After the elections, a member of SDSS, Boris Milošević, became a Deputy Prime Minister in a newly-formed Government. Soon after, the public started to ask if his appointment will be the first step in the process of normalization of relations between Croatia and Serbia. Furthermore, it was asked if Milošević will be the official representative of Serb national minority in Knin during the celebration of Victory Day on 5th August. Finally, the agreement was reached on a quid pro quo terms; Milošević will be present in Knin, while Tomo Medved, Minister of Croatian Veterans, will attend the commemoration in the village of Grubori, were six Serb civilians were killed by members of Croatian Army in the aftermath of Operation Storm. In his speech during the celebration, Prime Minister Andrej Plenković expressed his regret for civilian war crime victims committed by the Croatian side, a tragedy that can leave a scar on a just and defensive character of the Homeland War. Yet, he emphasized that after the Operation Storm, Croatia has made great efforts to ensure the return of Croatian Serbs who had to leave their homes during the wartime. In this context, Plenković argued that Croatian Serbs should not perceive this operation only as a cause of massive exodus from Croatia, but as a stronghold that marked the end of war years and offered them a possibility for eventual return.

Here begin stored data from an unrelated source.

impl SimpleTypeDef {
    /// A primitive type
    pub fn primitive(name: QName, base: TypeId, primitive: Primitive) -> Self {
        Self {
            name: Some(name),
            base: Some(base),
            derivation: DerivationMethod::Restriction,
            variety: Variety::Atomic(primitive),
            facets: FacetSet {
                whitespace: Some(primitive.default_whitespace()),
                ..FacetSet::default()
            },
            lexical_check: None,
            final_: DerivationSet::default(),
            builtin: true,
        }
    }

    /// A list type over `item`
    pub fn list(name: Option<QName>, any_simple_type: TypeId, item: TypeId) -> Self {
        Self {
            name,
            base: Some(any_simple_type),
            derivation: DerivationMethod::List,
            variety: Variety::List(item),
            facets: FacetSet {
                whitespace: Some(WhiteSpace::Collapse),
                fixed: vec![(super::facets::FacetKind::WhiteSpace, "collapse".into())],
                ..FacetSet::default()
            },
            lexical_check: None,
            final_: DerivationSet::default(),
            builtin: false,
        }
    }

    /// A union type over `members`
    pub fn union(name: Option<QName>, any_simple_type: TypeId, members: Vec<TypeId>) -> Self {
        Self {
            name,
            base: Some(any_simple_type),
            derivation: DerivationMethod::Union,
            variety: Variety::Union(members),
            facets: FacetSet::default(),
            lexical_check: None,
            final_: DerivationSet::default(),
            builtin: false,
        }
    }

    /// Derive a type by restricting `base` with `facets`
    ///
    /// Facet values are interpreted in the base's value space; QName-valued
    /// enumerations need the namespace bindings of the defining schema.
    pub fn restrict(
        name: Option<QName>,
        base_id: TypeId,
        base: &SimpleTypeDef,
        facets: &[Facet],
        namespaces: Option<&NamespaceContext>,
        lookup: &dyn SimpleTypeLookup,
    ) -> Result<SimpleTypeDef, SchemaError> {
        if base.final_.restriction {
            return Err(SchemaError::new(
                SchemaErrorKind::InvalidRestriction,
                format!("base type {} is final for restriction", base.display_name()),
            ));
        }

        let parse = |lexical: &str| -> Result<AtomicValue, String> {
            match &base.variety {
                Variety::Atomic(p) => {
                    let normalized = base.whitespace().normalize(lexical);
                    p.parse(&normalized, namespaces)
                }
                _ => Err("range facets need an atomic base type".to_string()),
            }
        };
        let validate = |lexical: &str| -> Result<SimpleValue, String> {
            base.validate(lookup, lexical, namespaces)
                .map_err(|e| e.message)
        };
        let values = FacetValues {
            parse: &parse,
            validate: &validate,
        };
        let facets = FacetSet::derive(&base.facets, facets, admitted_facets(&base.variety), &values)?;

        Ok(SimpleTypeDef {
            name,
            base: Some(base_id),
            derivation: DerivationMethod::Restriction,
            variety: base.variety.clone(),
            facets,
            lexical_check: base.lexical_check,
            final_: DerivationSet::default(),
            builtin: false,
        })
    }

    /// Name for messages
    pub fn display_name(&self) -> String {
        match &self.name {
            Some(name) => name.to_string(),
            None => "anonymous simple type".to_string(),
        }
    }

    /// Effective whiteSpace handling
    pub fn whitespace(&self) -> WhiteSpace {
        match (&self.facets.whitespace, &self.variety) {
            (Some(ws), _) => *ws,
            (None, Variety::Atomic(p)) => p.default_whitespace(),
            (None, _) => WhiteSpace::Collapse,
        }
    }

    /// Whether values of this type are QNames and need namespace bindings
    pub fn needs_namespaces(&self, lookup: &dyn SimpleTypeLookup) -> bool {
        match &self.variety {
            Variety::Atomic(p) => matches!(p, Primitive::QName | Primitive::Notation),
            Variety::List(item) => lookup
                .simple_type(*item)
                .is_some_and(|t| t.needs_namespaces(lookup)),
            Variety::Union(members) => members.iter().any(|m| {
                lookup
                    .simple_type(*m)
                    .is_some_and(|t| t.needs_namespaces(lookup))
            }),
        }
    }

    /// Validate a lexical value and map it to the value space
    ///
    /// Checks run in a fixed order: whitespace, lexical parse, length,
    /// range, digits, pattern, enumeration.
    pub fn validate(
        &self,
        lookup: &dyn SimpleTypeLookup,
        lexical: &str,
        namespaces: Option<&NamespaceContext>,
    ) -> Result<SimpleValue, ValidationError> {
        match &self.variety {
            Variety::Atomic(primitive) => {
                let normalized = self.whitespace().normalize(lexical);
                if let Some(check) = &self.lexical_check {
                    check.check(&normalized)?;
                }
                let value = primitive.parse(&normalized, namespaces).map_err(|reason| {
                    ValidationError::facet(format!(
                        "'{}' is not a valid value of {}",
                        normalized,
                        self.display_name()
                    ))
                    .with_reason(reason)
                })?;
                if !matches!(primitive, Primitive::QName | Primitive::Notation) {
                    if let Some(length) = value.length() {
                        self.facets.check_length(length)?;
                    }
                }
                self.facets.check_range(&value)?;
                self.facets.check_digits(&value)?;
                self.facets.check_timezone(&value)?;
                self.facets.check_patterns(lexical)?;
                let value = SimpleValue::Atomic(value);
                self.facets.check_enumeration(&value)?;
                Ok(value)
            }
            Variety::List(item) => {
                let item_type = self.resolve(lookup, *item)?;
                let normalized = WhiteSpace::Collapse.normalize(lexical);
                let items = normalized
                    .split(' ')
                    .filter(|token| !token.is_empty())
                    .map(|token| item_type.validate(lookup, token, namespaces))
                    .collect::<Result<Vec<_>, _>>()?;
                self.facets.check_length(items.len())?;
                self.facets.check_patterns(lexical)?;
                let value = SimpleValue::List(items);
                self.facets.check_enumeration(&value)?;
                Ok(value)
            }
            Variety::Union(members) => {
                let mut reasons = Vec::new();
                let mut matched = None;
                for member in members {
                    let member_type = self.resolve(lookup, *member)?;
                    match member_type.validate(lookup, lexical, namespaces) {
                        Ok(value) => {
                            matched = Some(SimpleValue::Union {
                                member: *member,
                                value: Box::new(value),
                            });
                            break;
                        }
                        Err(e) => reasons.push(e.message),
                    }
                }
                let value = matched.ok_or_else(|| {
                    ValidationError::facet(format!(
                        "'{}' is not valid for any member of {}",
                        lexical.trim(),
                        self.display_name()
                    ))
                    .with_reason(reasons.join("; "))
                })?;
                self.facets.check_patterns(lexical)?;
                self.facets.check_enumeration(&value)?;
                Ok(value)
            }
        }
    }

    fn resolve<'a>(
        &self,
        lookup: &'a dyn SimpleTypeLookup,
        id: TypeId,
    ) -> Result<&'a SimpleTypeDef, ValidationError> {
        lookup.simple_type(id).ok_or_else(|| {
            ValidationError::facet(format!(
                "{} refers to a type that is not a simple type",
                self.display_name()
            ))
        })
    }
}
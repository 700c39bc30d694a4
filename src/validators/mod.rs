//! XML Schema validators
//!
//! The schema machinery: component definitions, the two-phase compiler
//! (`parsing` collects raw components, `builders` resolves them into a
//! frozen [`ComponentTable`]), content model automata, identity constraints
//! and the document validator.

pub mod attributes;
pub mod base;
pub mod builders;
pub mod builtins;
pub mod complex_types;
pub mod decoded;
mod document_validation;
pub mod elements;
pub mod facets;
pub mod globals;
pub mod groups;
pub mod identities;
pub mod models;
pub mod parsing;
pub mod particles;
pub mod schemas;
pub mod simple_types;
pub mod validation;
pub mod values;
pub mod wildcards;

pub use attributes::{AttributeDecl, AttributeUse, Use, ValueConstraint, ValueConstraintKind};
pub use base::{
    AttributeId, ComponentCategory, ComponentKey, DerivationMethod, DerivationSet, ElementId,
    TypeId, ValidationMode,
};
pub use builders::XsdVersion;
pub use complex_types::{ComplexTypeDef, ContentType};
pub use decoded::DecodedElement;
pub use elements::ElementDecl;
pub use globals::{ComponentTable, TypeDef};
pub use identities::{IdentityConstraint, IdentityKind};
pub use models::ContentModel;
pub use parsing::SchemaSource;
pub use schemas::{compile, Schema, SchemaOptions};
pub use simple_types::{SimpleTypeDef, SimpleTypeLookup};
pub use validation::ValidationReport;
pub use values::{AtomicValue, SimpleValue};
pub use wildcards::{ProcessContents, Wildcard};
#[derive(Debug, Clone, PartialEq, Default)]
struct DfaState {
    accepting: bool,
    names: BTreeMap<QName, Edge>,
    namespaces: BTreeMap<Option<String>, Edge>,
    unlisted: Option<Edge>,
    expected: Vec<String>,
}

#[derive(Debug, Clone, PartialEq)]
struct AllParticle {
    leaf: usize,
    occurs: Occurs,
}

#[derive(Debug, Clone, PartialEq)]
enum ModelKind {
    Dfa {
        states: Vec<DfaState>,
        names: BTreeSet<QName>,
        namespaces: BTreeSet<Option<String>>,
    },
    All {
        particles: Vec<AllParticle>,
        optional: bool,
        expected: Vec<String>,
    },
}

/// A compiled content model
#[derive(Debug, Clone, PartialEq)]
pub struct ContentModel {
    leaves: Vec<Leaf>,
    kind: ModelKind,
}

/// Intermediate tree with leaves numbered and group references expanded
enum Node {
    Leaf(usize, Occurs),
    Group(Compositor, Vec<Node>, Occurs),
}

impl Node {
    fn occurs(&self) -> Occurs {
        match self {
            Node::Leaf(_, o) | Node::Group(_, _, o) => *o,
        }
    }

    /// The leaf and its overall range when the node repeats a single leaf
    fn single_leaf(&self) -> Option<(usize, Occurs)> {
        match self {
            Node::Leaf(leaf, occurs) => Some((*leaf, *occurs)),
            Node::Group(_, children, outer) => match children.as_slice() {
                [child] => {
                    let (leaf, inner) = child.single_leaf()?;
                    if inner == Occurs::once() {
                        Some((leaf, *outer))
                    } else if *outer == Occurs::once() {
                        Some((leaf, inner))
                    } else {
                        None
                    }
                }
                _ => None,
            },
        }
    }
}

/// Ranges that a plain position with `?` or `*` cannot express
fn is_counted(occurs: Occurs) -> bool {
    occurs.min > 1 || occurs.max.map_or(false, |max| max > 1)
}

/// Count after one more match of a counted position
fn next_count(count: u32, occurs: Occurs) -> Option<u32> {
    match occurs.max {
        Some(max) if count >= max => None,
        Some(_) => Some(count + 1),
        None => Some((count + 1).min(occurs.min.max(1))),
    }
}

/// Unrolled regular expression over positions
enum Re {
    Leaf(usize),
    Counted(usize, Occurs),
    Seq(Vec<Re>),
    Alt(Vec<Re>),
    Star(Box<Re>),
    Opt(Box<Re>),
}

struct Glushkov {
    nullable: bool,
    first: BTreeSet<usize>,
    last: BTreeSet<usize>,
}

struct Compiler<'a> {
    table: &'a ComponentTable,
    limits: &'a Limits,
    leaves: Vec<Leaf>,
    /// Position to leaf
    positions: Vec<usize>,
    /// Occurrence range of each counted position
    counters: BTreeMap<usize, Occurs>,
    group_stack: Vec<GroupId>,
}

fn model_error(message: impl Into<String>) -> crate::error::Error {
    SchemaError::new(SchemaErrorKind::InvalidContentModel, message).into()
}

President of Republic, Zoran Milanović, also recognized the crimes committed during the war but said that both sides still have to learn from past mistakes in order to avoid any future conflict. He welcomed the presence of Boris Milošević and underlined that it was a great effort made by Deputy Prime Minister to come and celebrate this event with the people of Knin and the rest of Croatia. Many analysts addressed the terminology used by Milanović when he said that this was a “celebration”, not a “commemoration”. By using these exact words, and with attendance of Boris Milošević, the representatives of Croatian Serbs have de facto recognized the Operation Storm as a just military action that ended the war. However, Serbian president Aleksandar Vučić expressed his dissatisfaction with Milošević, saying that the decision on Milošević’s attendance in Knin was not communicated with official Belgrade, while Milošević himself claimed that Serbia was informed about everything but the decision was finally made by SDSS and Croatian Serbs. Later in August, during the commemoration for Serbian war victims, Vedran Matić, an envoy of Serbian president, commented that for the first time in

3 history of two countries, “joint commemorations are being organized and that this policy should be a foundation for a stable and permanent process of reconciliation and dealing with the past”.

Conclusion

Whether or not a new discourse in the Croatian-Serb relations has been created, one still has to determine if both sides are willing to take the full responsibility for everything that has happened in 1990s. The celebration in Knin and commemoration in Grubori were for the most part symbolic, yet, the oral recognition of past mistakes from representatives of both sides could give a much-needed impetus for institutional transition that would encompass policy changes and specific actions, in addition to kind words and symbolism.